# My latest project



## Mike Lafond (Apr 28, 2010)

Here are a few pictures of latest project. It took about a year. The trucks are the same as the ones on the baggage car from last year except that the rear trucks have the batteries for the LED oil lamps mounted in them. The people are all hand made from Sculpty Clay. All the windows and doors open. 

Kevin, the 3d printed sprung trucks are close to being done. I am working out the brake hangers right now and then it will be ready to go. I built the car without waiting for the sprung trucks because I was trying to make it to a show with the car. ( didn't get it done on time). I hope to have the trucks to Shapeways by the end of July. I will let you know how they turned out.

Again, thanks to David Fletcher for the CAD data and Stan Cedarleaf for the great decals.

Mike


----------



## Mike Lafond (Apr 28, 2010)

Sorry folks, yet again I have had trouble with this website. No photos yet, hopefully this will be sorted out soon.

Mike


----------



## Totalwrecker (Feb 26, 2009)

Mike ,
Here's an end around... Reply to one of your posts and then change it to advanced that option is shown at the bottom of the form 'Go Advanced'
Scroll down and open Manage attachments (you can load these straight from your hard drive) Follow the instructions in the box, it's 8 or so possible pics tall and there are instruction/clicks in the bottom of the box. Enter and upload 'em and then close the box. For me they become clickable thumbnails, that open. Suggested pic width is 800 pixels.
Hope this helps you.
John


----------



## Mike Lafond (Apr 28, 2010)

*try again*

i think this is going to work.

Mike


----------



## Totalwrecker (Feb 26, 2009)

Nice work and what a wonderful train!
John


----------



## harvey (Dec 30, 2008)

Nice work Mike, I really like the coaches, I guess that's how they used to be.
Sorry to hear you had so much difficulty posting your pictures, I know of quite a few people who have simply given up on trying to post pictures to this site under the new management.

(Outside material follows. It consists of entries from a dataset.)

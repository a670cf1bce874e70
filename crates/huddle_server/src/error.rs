#![forbid(unsafe_code)]

use std::path::PathBuf;

use thiserror::Error;

/// Failure reading or rewriting one persisted collection.
#[derive(Debug, Error)]
pub enum PersistenceError {
	#[error("read {}: {source}", .path.display())]
	Read {
		path: PathBuf,
		#[source]
		source: std::io::Error,
	},

	#[error("write {}: {source}", .path.display())]
	Write {
		path: PathBuf,
		#[source]
		source: std::io::Error,
	},

	#[error("decode {}: {source}", .path.display())]
	Decode {
		path: PathBuf,
		#[source]
		source: serde_json::Error,
	},

	#[error("encode: {0}")]
	Encode(#[from] serde_json::Error),
}

#[derive(Debug, Error)]
pub enum AuthError {
	#[error("user already exists")]
	UserExists,

	/// Unknown user and wrong password collapse into this one variant.
	#[error("invalid credentials")]
	InvalidCredentials,

	#[error("this identity is banned")]
	Banned,

	#[error("could not hash password")]
	Hash,

	#[error("could not save user record")]
	Persistence(#[source] PersistenceError),
}

/// Dispatcher failures. `Display` is the text unicast to the invoking session.
#[derive(Debug, Error, Clone, PartialEq, Eq)]
pub enum CommandError {
	#[error("Unknown command: {0}")]
	Unknown(String),

	#[error("Usage: {0}")]
	Usage(&'static str),

	#[error("Unknown subcommand.")]
	UnknownSubcommand,

	#[error("Admin only.")]
	AdminOnly,

	#[error("Please login first.")]
	LoginRequired,

	/// Validation failure with its own user-facing text.
	#[error("{0}")]
	Rejected(String),

	#[error("Internal error, please try again.")]
	Internal,
}

#[derive(Debug, Error)]
pub enum TransportError {
	#[error("websocket: {0}")]
	WebSocket(#[source] axum::Error),

	#[error("no frame received within {0:?}")]
	IdleTimeout(std::time::Duration),

	#[error("write did not complete within {0:?}")]
	WriteTimeout(std::time::Duration),
}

Hopefully things improve before it's too late!
Thanks again,
Cheers.


----------



## Jerry Barnes (Jan 2, 2008)

Wow, that is downright great!


----------



## d_sinsley (Mar 29, 2011)

Beautiful. I am inspired.


----------



## Joe Johnson (Jan 2, 2008)

Nice coaches!!


----------



## line_engine (Jul 11, 2012)

Sweet cars. Can't even approach that quality.
In my shop.


----------



## East Broad Top (Dec 29, 2007)

Looks great! Looking forward to seeing what you do with the trucks as well.

Later,

K


----------